A few of my writing colleagues mentioned talking to a professional editor. I know a few editors from my days at SHU, but no one in the horror genre, so it was clear I was going to have to step outside my inner circle.

I started doing some research and one name popped up in a couple of different places from trusted friends. After some procrastinating on my part (because no one could know my novel as well I do, right?) I contacted The Editorial Department for someone to take a look at it and tell me where Habeas Corpses fit in which genre.

My novel was assigned to RJ Cavender. Fast forward by a couple of months and I’d received RJ’s critique of Habeas Corpses. A few weeks later, my mentor and colleague Scott talked me out from under my bed where I was sobbing and dribbling. He smacked some sense into me and I reread RJ’s critique, after which I signed on to work further with RJ.

RJ’s critique was honest (something which I value very much, but always take some time to digest, hence the sobbing and dribbling) and easily the most helpful assessment of a manuscript I’ve ever had. My first read-through of any critique only allows me to read the negatives, so I missed all the complimentary things he had to say until I came back out from under the bed. He accurately pinpointed my strengths (dialogue) and weaknesses (plot holes), and gave solid advice on how to fix the weaknesses.

He also told me my novel should be marketed as horror. And then he helped me market it.

…to be continued


Brains and entrails and spoons, oh my…

genre fiction, research, zombies November 28, 2012

Zombies. Shamblers, moaners, walkers, undead, the risen, biters, crawlers, uglies. Mindless masses of once living humans craving human flesh.

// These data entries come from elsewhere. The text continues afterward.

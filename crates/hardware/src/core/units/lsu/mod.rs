//! Load/Store Unit (LSU).
//!
//! This module provides the memory side of micro-op commit, shared by both core
//! models. It includes:
//! - [`atomic`]: Read-modify-write arithmetic for the RISC-V A extension.
//! - [`ReservationMonitor`]: The load-reserved / store-conditional reservation.
//! - [`Lsu`]: Store commit (pairing split store-address and store-data micro-ops),
//!   reservation bookkeeping and tracking of stores that have not committed yet.

/// Atomic memory operation ALU (RISC-V A extension).
pub mod atomic;

use std::collections::{BTreeSet, VecDeque};

use tracing::warn;

use crate::isa::instruction::Instruction;
use crate::memory::{MemoryAccessTarget, MemoryInterface};

/// Single-hart reservation set for LR/SC.
#[derive(Clone, Copy, Debug, Default, PartialEq, Eq)]
pub struct ReservationMonitor {
    reservation: Option<MemoryAccessTarget>,
}

impl ReservationMonitor {
    /// Registers a reservation on `target`, replacing any previous one.
    pub fn reserve(&mut self, target: MemoryAccessTarget) {
        self.reservation = Some(target);
    }

    /// Consumes the reservation.
    ///
    /// # Returns
    ///
    /// `true` if a reservation covering exactly `target` was held.
    pub fn take(&mut self, target: MemoryAccessTarget) -> bool {
        self.reservation.take() == Some(target)
    }

    /// Drops the reservation if a store to `target` touches it.
    pub fn invalidate(&mut self, target: MemoryAccessTarget) {
        if self.reservation.is_some_and(|r| r.overlaps(&target)) {
            self.reservation = None;
        }
    }

    /// Currently reserved range.
    pub const fn reservation(&self) -> Option<MemoryAccessTarget> {
        self.reservation
    }
}

/// Load/Store Unit for memory commit.
///
/// Loads read memory when they issue; everything that changes memory happens in
/// [`Lsu::commit`], in program order.
#[derive(Clone, Debug, Default)]
pub struct Lsu {
    monitor: ReservationMonitor,
    /// Addresses of committed store-address micro-ops awaiting their data half.
    store_addresses: VecDeque<(u64, Vec<MemoryAccessTarget>)>,
    /// Sequence ids of store-data micro-ops issued but not yet committed.
    uncommitted: BTreeSet<u64>,
    loads_committed: u64,
    stores_committed: u64,
    conditional_failures: u64,
}

impl Lsu {
    /// Creates an idle unit.
    pub fn new() -> Self {
        Self::default()
    }

    /// Records that a store-data micro-op has issued.
    pub fn track_store(&mut self, uop: &Instruction) {
        if uop.is_store_data() {
            let _ = self.uncommitted.insert(uop.sequence_id());
        }
    }

    /// Returns `true` while an issued store has not written memory.
    pub fn has_uncommitted_stores(&self) -> bool {
        !self.uncommitted.is_empty()
    }

    /// Performs the memory side of committing `uop`.
    ///
    /// Load-reserved micro-ops set the reservation. A store-address micro-op without
    /// data keeps its targets until the paired data micro-op commits. Store data is
    /// written target by target; a store-conditional first checks the reservation
    /// and writes nothing on failure.
    ///
    /// # Arguments
    ///
    /// * `uop` - The executed micro-op; store-conditional results are updated here.
    /// * `memory` - Data memory interface.
    pub fn commit(&mut self, uop: &mut Instruction, memory: &mut dyn MemoryInterface) {
        if uop.is_load() {
            self.loads_committed += 1;
            if uop.is_load_reserved() {
                if let Some(&target) = uop.memory_addresses().first() {
                    self.monitor.reserve(target);
                }
            }
        }

        if uop.is_store_address() && !uop.is_store_data() {
            self.store_addresses
                .push_back((uop.instruction_id(), uop.memory_addresses().to_vec()));
            return;
        }
        if !uop.is_store_data() {
            return;
        }

        let _ = self.uncommitted.remove(&uop.sequence_id());
        let targets = if uop.is_store_address() {
            uop.memory_addresses().to_vec()
        } else {
            match self.store_addresses.pop_front() {
                Some((id, targets)) if id == uop.instruction_id() => targets,
                other => {
                    warn!(
                        address = format_args!("{:#x}", uop.instruction_address()),
                        "store data without matching store address"
                    );
                    if let Some(entry) = other {
                        self.store_addresses.push_front(entry);
                    }
                    return;
                }
            }
        };

        if uop.is_store_conditional() {
            let success = targets
                .first()
                .is_some_and(|&target| self.monitor.take(target));
            if !success {
                self.conditional_failures += 1;
            }
            uop.update_cond_store_result(success);
        }

        for (&target, &value) in targets.iter().zip(uop.store_data()) {
            self.monitor.invalidate(target);
            memory.request_write(target, value);
        }
        if !uop.store_data().is_empty() {
            self.stores_committed += 1;
        }
    }

    /// Forgets stores younger than `sequence_id` that were discarded by a flush.
    pub fn flush_younger(&mut self, sequence_id: u64) {
        let _ = self.uncommitted.split_off(&(sequence_id + 1));
    }

    /// Forgets every in-flight store.
    pub fn flush(&mut self) {
        self.store_addresses.clear();
        self.uncommitted.clear();
    }

    /// Loads committed so far.
    pub const fn loads_committed(&self) -> u64 {
        self.loads_committed
    }

    /// Stores that wrote memory so far.
    pub const fn stores_committed(&self) -> u64 {
        self.stores_committed
    }

    /// Store-conditionals that failed.
    pub const fn conditional_failures(&self) -> u64 {
        self.conditional_failures
    }
}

Whatever you want to call them, they’re terrifying. Death by zombie isn’t pretty, what with the gnawing and the gnashing of teeth. Having one’s brains scooped from his or her skull and chowed upon doesn’t sound like the most peaceful way to slip into the hereafter.

No one wants to become a zombie, either. The idea of wandering the planet restlessly searching for my next meal isn’t exactly appealing. Depending on the type of zombie and the writer’s preferences, there is a question of whether or not the zombie is aware of their predicament. Is the soul of the person still behind the decaying face, unable to control his or her movements and base desires?

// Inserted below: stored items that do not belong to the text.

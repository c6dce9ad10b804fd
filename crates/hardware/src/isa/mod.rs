//! Instruction set architectures.
//!
//! This module contains everything between raw instruction bytes and executable
//! micro-ops. It provides:
//! 1. **Architecture trait:** [`Architecture`], the predecode / exception-handler /
//!    initial-state boundary a core talks to.
//! 2. **Micro-ops:** [`instruction::Instruction`] and its operand/result state machine.
//! 3. **Classification:** Instruction groups and execution-info lookup ([`group`]).
//! 4. **Caches:** The decode cache and the metadata arena ([`cache`]).
//! 5. **Backends:** [`riscv`] (RV64IMAC) and [`aarch64`] (integer subset).

/// AArch64 integer subset.
pub mod aarch64;
/// Decode cache, metadata arena and the shared predecode driver.
pub mod cache;
/// Exception handler protocol and the per-architecture handler wrapper.
pub mod exception;
/// Instruction flags, groups and execution-info lookup.
pub mod group;
/// The micro-op representation.
pub mod instruction;
/// RV64IMAC.
pub mod riscv;

use crate::common::reg::{RegisterFileSet, RegisterFileStructure};
use crate::config::{Config, Isa};
use crate::os::process::Process;

use self::cache::{InstructionMetadata, MetadataId};
use self::exception::{ExceptionHandler, ProcessStateChange};
use self::instruction::Instruction;
use self::{aarch64::Aarch64, riscv::Riscv};

/// The micro-ops decoded from one instruction word, in program order.
pub type MacroOp = Vec<Instruction>;

/// Outcome of predecoding the bytes at an address.
#[derive(Clone, Debug, PartialEq)]
pub enum Predecode {
    /// Too few bytes were available; retry once more bytes are present.
    NeedMoreBytes,
    /// The word at this address is padding; advance the PC by four bytes.
    Skip,
    /// A macro-op was produced from `length` bytes.
    Decoded {
        /// Bytes consumed.
        length: u8,
        /// Micro-ops in program order (never empty).
        macro_op: MacroOp,
    },
}

/// Bytes skipped when predecode reports [`Predecode::Skip`].
pub const SKIP_BYTES: u64 = 4;

/// The decoder backend and architectural conventions of an ISA.
pub trait Architecture {
    /// Predecodes one macro-op from `bytes`, which start at `address`.
    ///
    /// # Arguments
    ///
    /// * `bytes` - Available instruction bytes; may be shorter than an instruction.
    /// * `address` - Address of `bytes[0]`.
    ///
    /// # Returns
    ///
    /// [`Predecode::NeedMoreBytes`] if `bytes` is too short, [`Predecode::Skip`] for
    /// padding words, otherwise the decoded macro-op with fresh sequence and
    /// instruction ids.
    fn predecode(&mut self, bytes: &[u8], address: u64) -> Predecode;

    /// Creates the handler for the exception carried by `instruction`.
    fn handle_exception(
        &self,
        instruction: &Instruction,
        registers: &RegisterFileSet,
    ) -> ExceptionHandler;

    /// Register writes that establish the process's initial state (stack pointer etc).
    fn initial_state(&self, process: &Process) -> ProcessStateChange;

    /// Refreshes architecture-visible counter registers.
    fn update_system_timer_registers(&self, registers: &mut RegisterFileSet, ticks: u64);

    /// Refreshes the retired-instruction counter register, if the ISA has one.
    fn update_retired_counter(&self, _registers: &mut RegisterFileSet, _retired: u64) {}

    /// Shape of the register banks, in [`crate::common::RegisterType::index`] order.
    fn register_file_structure(&self) -> Vec<RegisterFileStructure>;

    /// Longest instruction in bytes.
    fn max_instruction_size(&self) -> u8;

    /// Shortest instruction in bytes (also the PC alignment).
    fn min_instruction_size(&self) -> u8;

    /// Metadata record behind a micro-op.
    fn metadata(&self, id: MetadataId) -> &InstructionMetadata;

    /// Number of distinct instruction words decoded so far.
    fn decode_cache_len(&self) -> usize;
}

/// Enum wrapper for static dispatch of architectures.
/// This avoids vtable lookups in the predecode path.
#[derive(Clone, Debug)]
pub enum ArchitectureWrapper {
    /// RV64IMAC.
    Riscv(Riscv),
    /// AArch64 integer subset.
    Aarch64(Aarch64),
}

impl ArchitectureWrapper {
    /// Creates the architecture selected by `config.core.isa`.
    pub fn new(config: &Config) -> Self {
        match config.core.isa {
            Isa::Riscv => Self::Riscv(Riscv::new(config)),
            Isa::Aarch64 => Self::Aarch64(Aarch64::new(config)),
        }
    }
}

macro_rules! dispatch {
    ($self:ident, $isa:ident => $body:expr) => {
        match $self {
            Self::Riscv($isa) => $body,
            Self::Aarch64($isa) => $body,
        }
    };
}

impl Architecture for ArchitectureWrapper {
    #[inline(always)]
    fn predecode(&mut self, bytes: &[u8], address: u64) -> Predecode {
        dispatch!(self, isa => isa.predecode(bytes, address))
    }

    fn handle_exception(
        &self,
        instruction: &Instruction,
        registers: &RegisterFileSet,
    ) -> ExceptionHandler {
        dispatch!(self, isa => isa.handle_exception(instruction, registers))
    }

    fn initial_state(&self, process: &Process) -> ProcessStateChange {
        dispatch!(self, isa => isa.initial_state(process))
    }

    #[inline(always)]
    fn update_system_timer_registers(&self, registers: &mut RegisterFileSet, ticks: u64) {
        dispatch!(self, isa => isa.update_system_timer_registers(registers, ticks));
    }

    #[inline(always)]
    fn update_retired_counter(&self, registers: &mut RegisterFileSet, retired: u64) {
        dispatch!(self, isa => isa.update_retired_counter(registers, retired));
    }

    fn register_file_structure(&self) -> Vec<RegisterFileStructure> {
        dispatch!(self, isa => isa.register_file_structure())
    }

    fn max_instruction_size(&self) -> u8 {
        dispatch!(self, isa => isa.max_instruction_size())
    }

    fn min_instruction_size(&self) -> u8 {
        dispatch!(self, isa => isa.min_instruction_size())
    }

    fn metadata(&self, id: MetadataId) -> &InstructionMetadata {
        dispatch!(self, isa => isa.metadata(id))
    }

    fn decode_cache_len(&self) -> usize {
        dispatch!(self, isa => isa.decode_cache_len())
    }
}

These are the questions we are faced with when the walkers come knocking. Nothing about zombies is pleasant, including their actions and the manner in which they feed. Is it fair to downplay the violence associated with zombies? When we, as readers, are confronted with something as horrifying as the walking dead, is the writer somehow obligated to domesticate the monsters? Or do readers of zombie fiction prefer the full experience, the visceral terror and grotesque details of the legend?

My novel, Habeas Corpse, is the story of a zombie who is trying to reintegrate into a post-apocalyptic society. Theo Walker discovers he can relive the last moments of a dead person’s life when he consumes their gray matter. Eating human flesh is the only way the zombies in my novel can feel emotions or experience chemical sensations, like sexual pleasure or anxiety.

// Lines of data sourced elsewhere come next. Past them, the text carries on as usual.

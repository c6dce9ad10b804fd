//! Execution unit of one out-of-order issue port.
//!
//! Micro-ops issued to the port move through a latency pipeline and leave it in
//! issue order, one per cycle:
//! - loads generate their addresses and move to the load/store queue,
//! - stores generate their addresses, hand them to the load/store queue and
//!   compute their data,
//! - everything else executes and forwards its results to the dispatch unit.
//!
//! A micro-op that blocks the port (a divide) keeps the input buffer stalled for
//! its stall cycles. A resolved branch trains the predictor; a misprediction
//! raises a flush request naming the branch.

use std::collections::VecDeque;

use tracing::debug;

use crate::core::pipeline::buffer::PipelineBuffer;
use crate::core::pipeline::dispatch::DispatchIssueUnit;
use crate::core::pipeline::lsq::LoadStoreQueue;
use crate::core::units::bru::BranchPredictor;
use crate::isa::instruction::Instruction;

/// Core state an execution unit updates.
#[derive(Debug)]
pub struct ExecutionContext<'a, P> {
    /// Receives forwarded results.
    pub dispatch: &'a mut DispatchIssueUnit,
    /// Receives loads and store addresses.
    pub lsq: &'a mut LoadStoreQueue,
    /// Branch predictor.
    pub predictor: &'a mut P,
}

/// A mispredicted branch and where fetch must resume.
#[derive(Clone, Copy, Debug, PartialEq, Eq)]
pub struct FlushRequest {
    /// Instruction id of the branch; younger instructions are discarded.
    pub instruction_id: u64,
    /// Correct next address.
    pub address: u64,
}

#[derive(Clone, Debug)]
struct InFlight {
    uop: Instruction,
    remaining: u16,
}

/// Latency pipeline behind one issue port.
#[derive(Clone, Debug, Default)]
pub struct ExecutionUnit {
    pipeline: VecDeque<InFlight>,
    blocked: u16,
    flush: Option<FlushRequest>,

    executed: u64,
    branches_executed: u64,
    branch_mispredicts: u64,
}

impl ExecutionUnit {
    /// Creates an idle unit.
    pub fn new() -> Self {
        Self::default()
    }

    /// Runs one cycle.
    ///
    /// # Arguments
    ///
    /// * `input` - The port's issue buffer.
    /// * `output` - Completion buffer read by writeback.
    /// * `ctx` - Dispatch unit, load/store queue and predictor.
    pub fn tick<P: BranchPredictor>(
        &mut self,
        input: &mut PipelineBuffer<Instruction>,
        output: &mut PipelineBuffer<Instruction>,
        ctx: &mut ExecutionContext<'_, P>,
    ) {
        self.flush = None;
        self.blocked = self.blocked.saturating_sub(1);
        for entry in &mut self.pipeline {
            entry.remaining = entry.remaining.saturating_sub(1);
        }

        if self.pipeline.front().is_some_and(|e| e.remaining == 0) {
            if let Some(slot) = output.tail_slots_mut().first_mut().filter(|s| s.is_none()) {
                if let Some(InFlight { uop, .. }) = self.pipeline.pop_front() {
                    *slot = self.complete(uop, ctx);
                }
            }
        }

        if self.blocked > 0 {
            input.stall(true);
            return;
        }
        input.stall(false);
        if let Some(uop) = input.head_slots_mut().first_mut().and_then(Option::take) {
            self.blocked = uop.stall_cycles();
            self.pipeline.push_back(InFlight {
                remaining: uop.latency(),
                uop,
            });
        }
    }

    /// Finishes `uop`, returning it if it goes straight to writeback.
    fn complete<P: BranchPredictor>(
        &mut self,
        mut uop: Instruction,
        ctx: &mut ExecutionContext<'_, P>,
    ) -> Option<Instruction> {
        self.executed += 1;
        if uop.is_load() || uop.is_store_address() {
            let _ = uop.generate_addresses();
            if uop.exception_encountered() {
                return Some(uop);
            }
            if uop.is_store_address() {
                ctx.lsq.supply_store_address(&uop);
            }
            if uop.is_load() {
                ctx.lsq.start_load(uop);
                return None;
            }
        }

        uop.execute();
        if uop.exception_encountered() {
            return Some(uop);
        }
        // Store-conditional results are only known at commit.
        if !uop.is_store_conditional() {
            ctx.dispatch.forward_operands(&uop);
        }
        if uop.is_branch() {
            self.resolve_branch(&uop, ctx.predictor);
        }
        Some(uop)
    }

    fn resolve_branch(&mut self, uop: &Instruction, predictor: &mut impl BranchPredictor) {
        self.branches_executed += 1;
        predictor.update(
            uop.instruction_address(),
            uop.was_branch_taken(),
            uop.branch_address(),
            uop.branch_type(),
            uop.instruction_id(),
        );
        if uop.was_branch_mispredicted() {
            self.branch_mispredicts += 1;
            self.flush = Some(FlushRequest {
                instruction_id: uop.instruction_id(),
                address: uop.branch_address(),
            });
            debug!(
                address = format_args!("{:#x}", uop.instruction_address()),
                target = format_args!("{:#x}", uop.branch_address()),
                "branch mispredicted"
            );
        }
    }

    /// Drops in-flight micro-ops younger than instruction `after`, flushing their
    /// branches from the predictor. Issue order is not program order, so the
    /// whole pipeline is searched.
    pub fn purge_flushed(&mut self, after: u64, predictor: &mut impl BranchPredictor) {
        self.discard(predictor, |uop| uop.instruction_id() > after);
    }

    /// Drops everything in flight.
    pub fn flush(&mut self, predictor: &mut impl BranchPredictor) {
        self.discard(predictor, |_| true);
        self.blocked = 0;
        self.flush = None;
    }

    fn discard(
        &mut self,
        predictor: &mut impl BranchPredictor,
        mut flushed: impl FnMut(&Instruction) -> bool,
    ) {
        let mut discarded: Vec<Instruction> = Vec::new();
        self.pipeline.retain(|entry| {
            if flushed(&entry.uop) {
                discarded.push(entry.uop.clone());
                return false;
            }
            true
        });
        discarded.sort_by_key(Instruction::sequence_id);
        for uop in discarded.iter().rev().filter(|uop| uop.is_branch()) {
            predictor.flush(uop.instruction_address());
        }
    }

    /// Misprediction resolved this cycle.
    pub const fn flush_request(&self) -> Option<FlushRequest> {
        self.flush
    }

    /// Returns `true` if nothing is in flight.
    pub fn is_empty(&self) -> bool {
        self.pipeline.is_empty()
    }

    /// Micro-ops that left the pipeline.
    pub const fn executed(&self) -> u64 {
        self.executed
    }

    /// Branches resolved.
    pub const fn branches_executed(&self) -> u64 {
        self.branches_executed
    }

    /// Branches resolved against their prediction.
    pub const fn branch_mispredicts(&self) -> u64 {
        self.branch_mispredicts
    }
}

If you look at the classic zombie movie, Romero’s Night of the Living Dead, the violence is understated. The audience was very different then. These were people accustomed to I Love Lucy, Gomer Pyle, and Gunsmoke. Fast forward to today, and we’ve got movies like Zombieland, The Dead, and the upcoming film adaptation of World War Z. Even movies meant to be comedic like Shaun of the Dead, and YA novels like Jonathan Maberry’s Rot and Ruin series incorporate more violence and gore than ever before. The modern zombie connoisseur cuts his teeth on The Walking Dead, and if you’ve been watching that over the last few episodes, you know what gore is all about.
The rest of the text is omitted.